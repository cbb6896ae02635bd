// SPDX-License-Identifier: BUSL-1.1
// Copyright (c) 2026 Alfred Jean LLC

//! Shared fixtures for unit tests.

use std::collections::BTreeSet;

use async_trait::async_trait;
use parking_lot::Mutex;

use crate::chat::ChatOutput;
use crate::config::{InputMode, ReasoningMode, RuntimeConfig};
use crate::driver::{RunSink, StatusToken};

/// A runtime config with fast timers, suitable as a baseline for tests.
pub fn runtime_config() -> RuntimeConfig {
    RuntimeConfig {
        telegram_bot_token: "token".to_string(),
        telegram_allowed_user_ids: BTreeSet::from([1]),
        codex_cli_cmd: "codex".to_string(),
        codex_cli_args: Vec::new(),
        codex_cli_input_mode: InputMode::Stdin,
        codex_cli_resume_id: None,
        codex_cli_approvals_mode: Some("3".to_string()),
        codex_cli_skip_git_check: true,
        codex_cli_use_pty: false,
        codex_workdir: ".".to_string(),
        stream_flush_interval: 0.01,
        stream_include_stderr: false,
        progress_tick_interval: 0.5,
        run_timeout_seconds: 5.0,
        context_compaction_idle_timeout_seconds: 60.0,
        no_output_idle_timeout_seconds: 900.0,
        final_result_idle_timeout_seconds: 30.0,
        jsonl_sync_interval_seconds: 0.0,
        jsonl_stream_events: false,
        jsonl_reasoning_throttle_seconds: 10.0,
        jsonl_reasoning_mode: ReasoningMode::Hidden,
        message_chunk_limit: 1000,
    }
}

/// A [`RunSink`] that records everything it sees.
#[derive(Default)]
pub struct CollectingSink {
    pub outputs: Mutex<Vec<(String, bool)>>,
    pub statuses: Mutex<Vec<StatusToken>>,
    pub finals: Mutex<Vec<String>>,
}

impl CollectingSink {
    pub fn output_texts(&self) -> Vec<String> {
        self.outputs.lock().iter().map(|(text, _)| text.clone()).collect()
    }

    pub fn saw_status(&self, token: StatusToken) -> bool {
        self.statuses.lock().contains(&token)
    }
}

#[async_trait]
impl RunSink for CollectingSink {
    async fn output(&self, text: &str, is_error: bool) {
        self.outputs.lock().push((text.to_string(), is_error));
    }

    async fn status(&self, token: StatusToken) {
        self.statuses.lock().push(token);
    }

    async fn final_message(&self, text: &str) {
        self.finals.lock().push(text.to_string());
    }
}

/// A [`ChatOutput`] that records statuses and streamed chunks.
#[derive(Default)]
pub struct CollectingOutput {
    pub statuses: Mutex<Vec<String>>,
    pub streamed: Mutex<Vec<(String, bool)>>,
}

impl CollectingOutput {
    pub fn status_texts(&self) -> Vec<String> {
        self.statuses.lock().clone()
    }

    pub fn stream_texts(&self) -> Vec<String> {
        self.streamed.lock().iter().map(|(text, _)| text.clone()).collect()
    }
}

#[async_trait]
impl ChatOutput for CollectingOutput {
    async fn status(&self, text: &str) {
        self.statuses.lock().push(text.to_string());
    }

    async fn stream(&self, text: &str, is_final: bool) {
        self.streamed.lock().push((text.to_string(), is_final));
    }
}

/// Write an executable `sh` script and return its path.
pub fn write_script(dir: &std::path::Path, body: &str) -> anyhow::Result<std::path::PathBuf> {
    use std::os::unix::fs::PermissionsExt;

    let path = dir.join("fake_codex.sh");
    std::fs::write(&path, format!("#!/bin/sh\n{body}"))?;
    let mut perms = std::fs::metadata(&path)?.permissions();
    perms.set_mode(0o755);
    std::fs::set_permissions(&path, perms)?;
    Ok(path)
}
★ ★ ★ ★ ★
- _PROBLEM REQUIREMENTS_:
Filter the entries down to the lines with the word "that" in them.

- _WRITTEN RESPONSE_:
/// A [`RunSink`] that records everything it sees.
/// A [`ChatOutput`] that records statuses and streamed chunks.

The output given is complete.